What to do: Your job is to set down the stretch of entries that opens with the line containing "and new-only triples." and closes with the line containing "canonically relabelled graphs.". Keep both end lines, copy each exactly, and add nothing.

--------

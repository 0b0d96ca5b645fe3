//! Graph comparison.
//!
//! Both strategies take two graphs that have already been normalized and
//! produce the same three-way split. [`IsomorphicDiff`] works on
//! [`CanonicalGraph`] triples directly. [`SimpleDiff`] compares the sorted
//! N-Triples lines of the canonical graphs and parses the resulting line sets
//! back; it is only as good as the normalization that preceded it.

use std::collections::BTreeSet;
use std::fmt;
use std::str::FromStr;

use owldiff_graph::parser::parse_str;
use owldiff_graph::serializer::ntriples::to_ntriples;
use owldiff_graph::{Format, Graph};
use serde::{Deserialize, Serialize};

use crate::error::EngineError;
use crate::isomorphic::CanonicalGraph;

/// The three-way split between an old and a new graph.
#[derive(Debug, Clone, Default, PartialEq, Eq)]
pub struct GraphDiff {
    /// Triples in both graphs.
    pub unchanged: Graph,
    /// Triples only in the old graph.
    pub old_only: Graph,
    /// Triples only in the new graph.
    pub new_only: Graph,
}

impl GraphDiff {
    /// Triples added by the new version.
    #[must_use]
    pub fn additions(&self) -> &Graph {
        &self.new_only
    }

    /// Triples removed by the new version.
    #[must_use]
    pub fn removals(&self) -> &Graph {
        &self.old_only
    }

    /// True when nothing was added or removed.
    #[must_use]
    pub fn is_empty(&self) -> bool {
        self.old_only.is_empty() && self.new_only.is_empty()
    }
}

/// A way of comparing two normalized graphs.
pub trait DiffStrategy {
    /// Short name used in logs and summaries.
    fn name(&self) -> &'static str;

    /// Splits `old` and `new` into unchanged, old-only, and new-only triples.
    ///
    /// # Errors
    ///
    /// Returns [`EngineError::Internal`] if an intermediate form the strategy
    /// produced itself cannot be read back.
    fn diff(&self, old: &Graph, new: &Graph) -> Result<GraphDiff, EngineError>;
}

/// Set operations over canonically relabelled graphs.
#[derive(Debug, Clone, Copy, Default)]
pub struct IsomorphicDiff;

impl DiffStrategy for IsomorphicDiff {
    fn name(&self) -> &'static str {
        "isomorphic"
    }

    fn diff(&self, old: &Graph, new: &Graph) -> Result<GraphDiff, EngineError> {
        let _span = tracing::info_span!("diff", mode = self.name()).entered();
        let old = CanonicalGraph::new(old);
        let new = CanonicalGraph::new(new);
        let (old, new) = (old.graph(), new.graph());
        Ok(GraphDiff {
            unchanged: old.intersection(new),
            old_only: old.difference(new),
            new_only: new.difference(old),
        })
    }
}

/// Line-set operations over canonical N-Triples.
#[derive(Debug, Clone, Copy, Default)]
pub struct SimpleDiff;

impl SimpleDiff {
    fn lines(graph: &Graph) -> BTreeSet<String> {
        to_ntriples(CanonicalGraph::new(graph).graph())
            .lines()
            .filter(|l| !l.trim().is_empty())
            .map(str::to_owned)
            .collect()
    }

    fn reparse<'a>(lines: impl Iterator<Item = &'a String>, what: &str) -> Result<Graph, EngineError> {
        let mut text = String::new();
        for line in lines {
            text.push_str(line);
            text.push('\n');
        }
        parse_str(&text, Format::NTriples, what)
            .map_err(|e| EngineError::Internal(format!("canonical N-Triples did not re-parse: {e}")))
    }
}

impl DiffStrategy for SimpleDiff {
    fn name(&self) -> &'static str {
        "simple"
    }

    fn diff(&self, old: &Graph, new: &Graph) -> Result<GraphDiff, EngineError> {
        let _span = tracing::info_span!("diff", mode = self.name()).entered();
        let old = Self::lines(old);
        let new = Self::lines(new);
        Ok(GraphDiff {
            unchanged: Self::reparse(old.intersection(&new), "unchanged")?,
            old_only: Self::reparse(old.difference(&new), "old-only")?,
            new_only: Self::reparse(new.difference(&old), "new-only")?,
        })
    }
}

/// Which [`DiffStrategy`] to use.
#[derive(Debug, Clone, Copy, PartialEq, Eq, Default, Serialize, Deserialize)]
#[serde(rename_all = "lowercase")]
pub enum DiffMode {
    /// [`IsomorphicDiff`].
    #[default]
    Isomorphic,
    /// [`SimpleDiff`].
    Simple,
}

impl DiffMode {
    /// The strategy this mode selects.
    #[must_use]
    pub fn strategy(self) -> Box<dyn DiffStrategy> {
        match self {
            DiffMode::Isomorphic => Box::new(IsomorphicDiff),
            DiffMode::Simple => Box::new(SimpleDiff),
        }
    }
}

impl FromStr for DiffMode {
    type Err = String;

    fn from_str(s: &str) -> Result<Self, Self::Err> {
        match s.to_ascii_lowercase().as_str() {
            "isomorphic" | "iso" => Ok(DiffMode::Isomorphic),
            "simple" => Ok(DiffMode::Simple),
            other => Err(format!("unknown diff mode '{other}' (expected isomorphic or simple)")),
        }
    }
}

impl fmt::Display for DiffMode {
    fn fmt(&self, f: &mut fmt::Formatter<'_>) -> fmt::Result {
        f.write_str(match self {
            DiffMode::Isomorphic => "isomorphic",
            DiffMode::Simple => "simple",
        })
    }
}

#[cfg(test)]
#[allow(clippy::unwrap_used, clippy::expect_used)]
mod tests {
    use super::*;

    fn nt(text: &str) -> Graph {
        parse_str(text, Format::NTriples, "test").expect("fixture parses")
    }

    const OLD: &str = "<http://e/a> <http://e/p> <http://e/b> .\n\
                       <http://e/a> <http://e/p> _:x .\n\
                       _:x <http://e/q> \"old\" .\n";
    const NEW: &str = "<http://e/a> <http://e/p> <http://e/b> .\n\
                       <http://e/a> <http://e/p> _:y .\n\
                       _:y <http://e/q> \"new\"@en .\n";

    #[test]
    fn both_modes_agree() {
        let (old, new) = (nt(OLD), nt(NEW));
        let iso = IsomorphicDiff.diff(&old, &new).expect("diff");
        let simple = SimpleDiff.diff(&old, &new).expect("diff");
        assert_eq!(iso, simple);
        assert_eq!(iso.unchanged.len(), 1);
        assert_eq!(iso.removals().len(), 2);
        assert_eq!(iso.additions().len(), 2);
    }

    #[test]
    fn renamed_blank_nodes_are_unchanged() {
        let old = nt(OLD);
        let renamed = nt(&OLD.replace("_:x", "_:other"));
        for mode in [DiffMode::Isomorphic, DiffMode::Simple] {
            let d = mode.strategy().diff(&old, &renamed).expect("diff");
            assert!(d.is_empty(), "{mode}");
            assert_eq!(d.unchanged.len(), 3);
        }
    }

    #[test]
    fn empty_graphs() {
        let d = SimpleDiff.diff(&Graph::new(), &Graph::new()).expect("diff");
        assert!(d.is_empty());
        assert!(d.unchanged.is_empty());
    }

    #[test]
    fn mode_names() {
        assert_eq!("simple".parse::<DiffMode>(), Ok(DiffMode::Simple));
        assert_eq!("ISOMORPHIC".parse::<DiffMode>(), Ok(DiffMode::Isomorphic));
        assert!("fast".parse::<DiffMode>().is_err());
        assert_eq!(DiffMode::Simple.strategy().name(), "simple");
        assert_eq!(DiffMode::default().to_string(), "isomorphic");
    }
}
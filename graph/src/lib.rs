//! RDF graph layer for owldiff.
//!
//! The `owldiff-graph` crate provides the owned term model, an indexed
//! in-memory triple store, canonical term keys, Turtle / N-Triples input
//! and output, and RDF/XML / JSON-LD input.
//!
//! # Entry Point
//!
//! ```
//! use owldiff_graph::{parser, Format, PrefixTable};
//!
//! let graph = parser::parse_str(
//!     "<http://example.org/a> <http://example.org/p> \"x\" .",
//!     Format::NTriples,
//!     "inline",
//! )
//! .map_err(|e| e.to_string())?;
//! assert_eq!(graph.len(), 1);
//!
//! let turtle = Format::Turtle
//!     .serialize(&graph, &PrefixTable::default())
//!     .map_err(|e| e.to_string())?;
//! assert!(turtle.contains("<http://example.org/a>"));
//! # Ok::<(), String>(())
//! ```

#![deny(
    clippy::unwrap_used,
    clippy::expect_used,
    clippy::panic,
    missing_docs,
    clippy::missing_errors_doc
)]

pub mod error;
pub mod format;
pub mod key;
pub mod model;
pub mod parser;
pub mod serializer;
pub mod store;
pub mod vocab;

pub use error::GraphError;
pub use format::Format;
pub use key::PrefixTable;
pub use model::{BlankId, Iri, Literal, Term, Triple};
pub use store::Graph;
//! Supported serializations.
//!
//! All four formats are read; only Turtle and N-Triples are written.

use std::fmt;
use std::path::Path;
use std::str::FromStr;

use crate::error::GraphError;
use crate::key::PrefixTable;
use crate::serializer::{ntriples, turtle};
use crate::store::Graph;

/// An RDF serialization the workspace can read, and for some, write.
#[derive(Debug, Clone, Copy, PartialEq, Eq, Default)]
pub enum Format {
    /// Turtle 1.1.
    #[default]
    Turtle,
    /// N-Triples.
    NTriples,
    /// RDF/XML, the usual `.owl` serialization. Input only.
    RdfXml,
    /// JSON-LD; named graphs are merged into the default graph. Input only.
    JsonLd,
}

impl Format {
    /// Detects the format from a file extension; anything unknown is Turtle.
    #[must_use]
    pub fn from_path(path: &Path) -> Self {
        match path
            .extension()
            .and_then(|e| e.to_str())
            .map(str::to_ascii_lowercase)
            .as_deref()
        {
            Some("nt" | "ntriples") => Format::NTriples,
            Some("owl" | "rdf" | "xml") => Format::RdfXml,
            Some("jsonld" | "json") => Format::JsonLd,
            _ => Format::Turtle,
        }
    }

    /// File extension used for outputs.
    #[must_use]
    pub fn extension(self) -> &'static str {
        match self {
            Format::Turtle => "ttl",
            Format::NTriples => "nt",
            Format::RdfXml => "rdf",
            Format::JsonLd => "jsonld",
        }
    }

    /// True for the formats [`Format::serialize`] can produce.
    #[must_use]
    pub fn is_writable(self) -> bool {
        matches!(self, Format::Turtle | Format::NTriples)
    }

    /// Serializes `graph`; `prefixes` is only consulted for Turtle.
    ///
    /// # Errors
    ///
    /// Returns [`GraphError::ReadOnlyFormat`] for RDF/XML and JSON-LD.
    pub fn serialize(self, graph: &Graph, prefixes: &PrefixTable) -> Result<String, GraphError> {
        match self {
            Format::Turtle => Ok(turtle::to_turtle(graph, prefixes)),
            Format::NTriples => Ok(ntriples::to_ntriples(graph)),
            Format::RdfXml | Format::JsonLd => Err(GraphError::ReadOnlyFormat(self)),
        }
    }
}

impl FromStr for Format {
    type Err = GraphError;

    fn from_str(s: &str) -> Result<Self, Self::Err> {
        match s.to_ascii_lowercase().as_str() {
            "turtle" | "ttl" => Ok(Format::Turtle),
            "nt" | "ntriples" | "n-triples" => Ok(Format::NTriples),
            "rdfxml" | "rdf/xml" | "xml" | "owl" => Ok(Format::RdfXml),
            "jsonld" | "json-ld" => Ok(Format::JsonLd),
            other => Err(GraphError::UnknownFormat(other.to_owned())),
        }
    }
}

impl fmt::Display for Format {
    fn fmt(&self, f: &mut fmt::Formatter<'_>) -> fmt::Result {
        f.write_str(match self {
            Format::Turtle => "turtle",
            Format::NTriples => "nt",
            Format::RdfXml => "rdfxml",
            Format::JsonLd => "jsonld",
        })
    }
}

--------

Response:
    /// Splits `old` and `new` into unchanged, old-only, and new-only triples.
    ///
    /// # Errors
    ///
    /// Returns [`EngineError::Internal`] if an intermediate form the strategy
    /// produced itself cannot be read back.
    fn diff(&self, old: &Graph, new: &Graph) -> Result<GraphDiff, EngineError>;
}

/// Set operations over canonically relabelled graphs.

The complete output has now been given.